The island has about 2000 permanent residents and they are Australian citizens. It has an interesting history dating back to 1856 when the bounty mutineers moved from Pitcairn Island to Norfolk Island. Most of the islanders can trace their heritage back to Fletcher Christian.
The island is governed under the provisions of the Commonwealth’s Norfolk Island Act (1979) which created the nine-member Legislative Assembly under the governance of an administrator.
The assembly has all the pomp and circumstance of the ACT’s Legislative Assembly, complete with a speaker. Compared to the ACT, which has one representative for every 13,000 voters, Norfolk Island’s assembly has one representative for every 222 residents.
The Norfolk Island Legislative Assembly’s speaker attends the Presiding Officers and Clerks Conference held annually around the Commonwealth. The Legislative Assembly also sends a delegation to the Commonwealth Parliamentary Associations Annual Conferences.
The island has ageing infrastructure, poor roads and crumbling public buildings. The residents rely on the Australian mainland for major health services and don’t (at this stage) pay income tax. In short, they get the best of both worlds in that they keep their island integrity with the major costs borne by the Commonwealth government.
The largest expenditure that I am aware of was the renovation to the Kingston Pier which is the islands entry port. However, visitors to the island are still offloaded from the cruise ships to a lighter boat which ferries them to the pier. The harbour desperately needs a deeper harbour to accommodate tourist cruise ships if that industry is to survive.
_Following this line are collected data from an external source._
/// Build a two operand x86-64 or three operand AArch64 binary operation.
fn build_binary<'a>(
    unit: &mut Unit<'a>,
    id: InstrId,
    operations: (&str, &str),
    first: ValueId,
    second: ValueId,
    assigns: bool,
    immediate_bits: u32,
) -> CompileResult<()> {
    let decimal = unit.format(first).is_decimal();
    let operation = if decimal { operations.1 } else { operations.0 };
    let size = size_of(unit, first);

    if unit.target.is_x64() {
        let mut first_flags = IN_PLACE;
        if assigns {
            first_flags |= flags::RELOCATE_TO_DESTINATION;
        }
        let destination_kinds = if decimal {
            kinds::MEDIA_REGISTER
        } else if assigns {
            kinds::REGISTER_OR_MEMORY
        } else {
            kinds::REGISTER
        };
        let first_is_memory = assigns && unit.handle(first).is_memory() && !decimal;
        let second_kinds = if decimal {
            kinds::MEDIA_OR_MEMORY
        } else if first_is_memory {
            kinds::CONSTANT_OR_REGISTER
        } else {
            kinds::CONSTANT_REGISTER_MEMORY
        };
        return assemble(
            unit,
            id,
            operation,
            vec![
                OperandSpec {
                    value: first,
                    flags: first_flags,
                    kinds: destination_kinds,
                    size,
                },
                OperandSpec {
                    value: second,
                    flags: flags::READS | flags::bit_limit(32),
                    kinds: second_kinds,
                    size,
                },
            ],
        );
    }

    // AArch64 three operand form: the destination doubles as the first
    // source when assigning.
    let result = unit.instruction(id).result;
    let register_kinds = if decimal {
        kinds::MEDIA_REGISTER
    } else {
        kinds::REGISTER
    };
    let second_kinds = if decimal {
        kinds::MEDIA_REGISTER
    } else {
        kinds::CONSTANT_OR_REGISTER
    };
    let destination = if assigns { first } else { result };
    let mut destination_flags = flags::DESTINATION | flags::WRITE_ACCESS;
    if assigns {
        destination_flags |= flags::READS | flags::ATTACH_TO_DESTINATION;
    }

    assemble(
        unit,
        id,
        operation,
        vec![
            OperandSpec {
                value: destination,
                flags: destination_flags,
                kinds: register_kinds,
                size,
            },
            OperandSpec {
                value: first,
                flags: flags::READS,
                kinds: register_kinds,
                size,
            },
            OperandSpec {
                value: second,
                flags: flags::READS | flags::bit_limit(immediate_bits),
                kinds: second_kinds,
                size,
            },
        ],
    )
}

pub fn build_addition<'a>(
    unit: &mut Unit<'a>,
    id: InstrId,
    first: ValueId,
    second: ValueId,
    assigns: bool,
) -> CompileResult<()> {
    let operations = if unit.target.is_x64() {
        ("add", "addsd")
    } else {
        ("add", "fadd")
    };
    build_binary(unit, id, operations, first, second, assigns, 12)
}

pub fn build_subtraction<'a>(
    unit: &mut Unit<'a>,
    id: InstrId,
    first: ValueId,
    second: ValueId,
    assigns: bool,
) -> CompileResult<()> {
    let operations = if unit.target.is_x64() {
        ("sub", "subsd")
    } else {
        ("sub", "fsub")
    };
    build_binary(unit, id, operations, first, second, assigns, 12)
}

pub fn build_multiplication<'a>(
    unit: &mut Unit<'a>,
    id: InstrId,
    first: ValueId,
    second: ValueId,
    assigns: bool,
) -> CompileResult<()> {
    let decimal = unit.format(first).is_decimal();
    let size = size_of(unit, first);

    if !decimal {
        // Powers of two reduce to a left shift.
        if let Some(shift) = power_of_two(&unit.handle(second)) {
            let count = unit.new_value(Format::Int64);
            unit.set_handle(count, Handle::Constant(Constant::Integer(shift as i64)));
            let operation = if unit.target.is_x64() { "sal" } else { "lsl" };
            return build_binary(unit, id, (operation, ""), first, count, assigns, 6);
        }

        // Small odd multipliers fuse into a scaled index address.
        if unit.target.is_x64() && !assigns {
            if let Some(Constant::Integer(multiplier)) = unit.handle(second).as_constant() {
                if matches!(multiplier, 3 | 5 | 9) {
                    memory::move_to_register(unit, first, false, size)?;
                    let expression = unit.new_value(unit.format(first));
                    unit.set_handle(
                        expression,
                        Handle::Expression {
                            base: Some(first),
                            index: Some(first),
                            stride: (multiplier - 1) as i32,
                            displacement: 0,
                        },
                    );
                    let result = unit.instruction(id).result;
                    return assemble(
                        unit,
                        id,
                        "lea",
                        vec![
                            OperandSpec {
                                value: result,
                                flags: flags::DESTINATION | flags::WRITE_ACCESS,
                                kinds: kinds::REGISTER,
                                size,
                            },
                            OperandSpec {
                                value: expression,
                                flags: flags::READS,
                                kinds: kinds::EXPRESSION,
                                size,
                            },
                        ],
                    );
                }
            }
        }
    }

    if unit.target.is_x64() {
        let mut first_flags = IN_PLACE;
        if assigns {
            first_flags |= flags::RELOCATE_TO_DESTINATION;
        }
        let operation = if decimal { "mulsd" } else { "imul" };
        let destination_kinds = if decimal {
            kinds::MEDIA_REGISTER
        } else {
            // imul writes a register even when assigning to memory.
            kinds::REGISTER
        };
        let second_kinds = if decimal {
            kinds::MEDIA_OR_MEMORY
        } else {
            kinds::CONSTANT_REGISTER_MEMORY
        };
        return assemble(
            unit,
            id,
            operation,
            vec![
                OperandSpec {
                    value: first,
                    flags: first_flags,
                    kinds: destination_kinds,
                    size,
                },
                OperandSpec {
                    value: second,
                    flags: flags::READS | flags::bit_limit(32),
                    kinds: second_kinds,
                    size,
                },
            ],
        );
    }

    let operation = if decimal { "fmul" } else { "mul" };
    let register_kinds = if decimal {
        kinds::MEDIA_REGISTER
    } else {
        kinds::REGISTER
    };
    let result = unit.instruction(id).result;
    let destination = if assigns { first } else { result };
    let mut destination_flags = flags::DESTINATION | flags::WRITE_ACCESS;
    if assigns {
        destination_flags |= flags::READS | flags::ATTACH_TO_DESTINATION;
    }
    assemble(
        unit,
        id,
        operation,
        vec![
            OperandSpec {
                value: destination,
                flags: destination_flags,
                kinds: register_kinds,
                size,
            },
            OperandSpec {
                value: first,
                flags: flags::READS,
                kinds: register_kinds,
                size,
            },
            OperandSpec {
                value: second,
                flags: flags::READS,
                kinds: register_kinds,
                size,
            },
        ],
    )
}
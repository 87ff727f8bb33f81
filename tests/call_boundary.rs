// Call boundaries: volatile values that survive a call are moved to safety,
// arguments land in their convention slots and the link register is saved on
// AArch64 as soon as the body calls.

use bumpalo::Bump;
use kiln::instruction::call::call_with_arguments;
use kiln::instruction::{Instruction, InstructionKind};
use kiln::scope::{Variable, VariableCategory};
use kiln::{
    lower_function, CompilationSession, Format, FunctionSignature, Handle, TargetConfig, Unit,
};

fn unit<'a>(session: &'a CompilationSession<'a>, target: TargetConfig) -> Unit<'a> {
    let _ = env_logger::builder().is_test(true).try_init();
    Unit::new(
        session,
        target,
        FunctionSignature {
            name: session.intern("sample"),
            parameters: Vec::new(),
            return_format: Some(Format::Int64),
        },
    )
}

#[test]
fn values_living_past_a_call_leave_volatile_registers() {
    let arena = Bump::new();
    let session = CompilationSession::new(&arena);
    let mut unit = unit(&session, TargetConfig::x64());

    let survivor = unit.new_value(Format::Int64);
    let rcx = unit.register_by_name("rcx").unwrap();
    unit.occupy(rcx, survivor);

    let call = call_with_arguments(&mut unit, session.intern("helper"), Vec::new(), Some(Format::Int64)).unwrap();
    let returned = unit.instruction(call).result;

    // Reading the survivor after the call keeps it alive across it.
    let sum = unit.new_value(Format::Int64);
    unit.add(Instruction::new(
        InstructionKind::Addition {
            first: returned,
            second: survivor,
            assigns: false,
        },
        sum,
    ))
    .unwrap();

    unit.build_pass().unwrap();

    match unit.register_of(survivor) {
        Some(reg) => assert!(!unit.register(reg).is_volatile()),
        // Released to memory is equally safe.
        None => assert!(unit.handle(survivor).is_memory()),
    }
}

#[test]
fn arguments_reach_their_convention_slots() {
    let arena = Bump::new();
    let session = CompilationSession::new(&arena);
    let mut unit = unit(&session, TargetConfig::x64());

    let first = unit.new_value(Format::Int64);
    let rbx = unit.register_by_name("rbx").unwrap();
    unit.occupy(rbx, first);
    let second = unit.new_value(Format::Int64);
    let r12 = unit.register_by_name("r12").unwrap();
    unit.occupy(r12, second);

    call_with_arguments(
        &mut unit,
        session.intern("helper"),
        vec![first, second],
        None,
    )
    .unwrap();
    unit.build_pass().unwrap();

    // The marshalling moves target the convention registers in order.
    let rdi = unit.register_by_name("rdi").unwrap();
    let rsi = unit.register_by_name("rsi").unwrap();
    let mut destinations = Vec::new();
    for id in unit.order().to_vec() {
        let instruction = unit.instruction(id);
        if instruction.operation != "mov" {
            continue;
        }
        for parameter in &instruction.parameters {
            if !parameter.is_destination() {
                continue;
            }
            if let Some(Handle::Register(reg)) = &parameter.finalized {
                destinations.push(*reg);
            }
        }
    }
    assert!(destinations.contains(&rdi));
    assert!(destinations.contains(&rsi));
}

#[test]
fn arm64_saves_the_link_register_when_the_body_calls() {
    let arena = Bump::new();
    let session = CompilationSession::new(&arena);
    let mut unit = unit(&session, TargetConfig::arm64());

    let variable = unit.declare_variable(Variable {
        name: session.intern("a"),
        format: Format::Int64,
        category: VariableCategory::Parameter,
    });
    unit.function.parameters.push(variable);
    unit.enter_scope(vec![variable]);

    let loaded = unit.new_value(Format::Int64);
    unit.add(Instruction::new(
        InstructionKind::GetVariable { variable },
        loaded,
    ))
    .unwrap();
    let call = call_with_arguments(
        &mut unit,
        session.intern("helper"),
        vec![loaded],
        Some(Format::Int64),
    )
    .unwrap();
    let returned = unit.instruction(call).result;
    let result = unit.new_value(Format::Int64);
    unit.add(Instruction::new(
        InstructionKind::Return {
            value: Some(returned),
        },
        result,
    ))
    .unwrap();
    unit.exit_scope();

    let lines = lower_function(&mut unit).unwrap();
    assert!(lines.iter().any(|line| line == "bl helper"));
    assert!(lines
        .iter()
        .any(|line| line.contains("x30") && line.contains("[sp, #-16]!")));
    assert!(lines
        .iter()
        .any(|line| line.contains("x30") && line.contains("[sp], #16")));
}

#[test]
fn the_call_result_arrives_in_the_return_register() {
    let arena = Bump::new();
    let session = CompilationSession::new(&arena);
    let mut unit = unit(&session, TargetConfig::x64());

    let call = call_with_arguments(
        &mut unit,
        session.intern("helper"),
        Vec::new(),
        Some(Format::Int64),
    )
    .unwrap();
    let returned = unit.instruction(call).result;
    unit.build_pass().unwrap();

    let rax = unit.register_by_name("rax").unwrap();
    assert_eq!(unit.register_of(returned), Some(rax));
}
The debate at the moment is whether the Commonwealth should abolish the legislative assembly, assume responsibility for all but minor administrative matters and appoint a small group to administer the island’s affairs.
Islanders see this as an attack on their sovereignty and the Oz bureaucrats see this as financially responsible. Perhaps they are both right.
The essential question for me is whether a community of 2000 justifies a self-governing system. It is a question of whether it is appropriate for a community this size to have sovereignty similar to the states and territories on the mainland, but with significantly limited ability to be self-sustaining.
To put the size into perspective, in 2011 Tuggeranong had a population of 86,900, Kambah was 15,450 and Wanniassa, my suburb, had 7,786.
Tuggeranong is not a self-governing entity even though it is bigger than most towns and cities in NSW who have municipal councils with governance powers. One of the significant reasons for this is that Tuggeranong with no significant industry other than support services for the public sector is not self-sustaining.
Much has been said in opposition to the self-governance of the ACT but most people here accept that we need to govern ourselves, that we should not have taxation without representation. Opponents of self-government suggest that we could be part of NSW to allow taxation with representation. The idea is abhorrent to me but you would expect that.
Perhaps that is the answer for Norfolk Island. Instead of being an island territory administered by bureaucrats in Canberra, it should be absorbed into either Queensland or New South Wales and be given a municipal council like Palerang Council.
This would mean that the state level services, health, education, policing major roads and infrastructure would be provided from that state and included in the grants commission calculations. National issues, defence, citizenship, immigration, taxation, etc would not change, except for income taxation and duty free statuses. The municipal functions would be the responsibility of the new Council and the costs recovered from the residents on a use pays basis, supplemented by the parent state, as in the case with councils in New South Wales and Queensland.
The island has a small tourist industry, small scale agriculture, no manufacturing, a small scale service industry and a tiny population. If it is to be sustained, major political and governance reforms are necessary. To do nothing is not an option.
I have friends who are in the Legislative Assembly of Norfolk Island and I respect them immensely but I do worry they may be administering a dying community and I fear the worst.
It should not be difficult to talk to all of the residents and lay out the consequences of the status quo and the benefits of change. I wonder though, if this change is being imposed on the Islanders and the discussion has only been one way.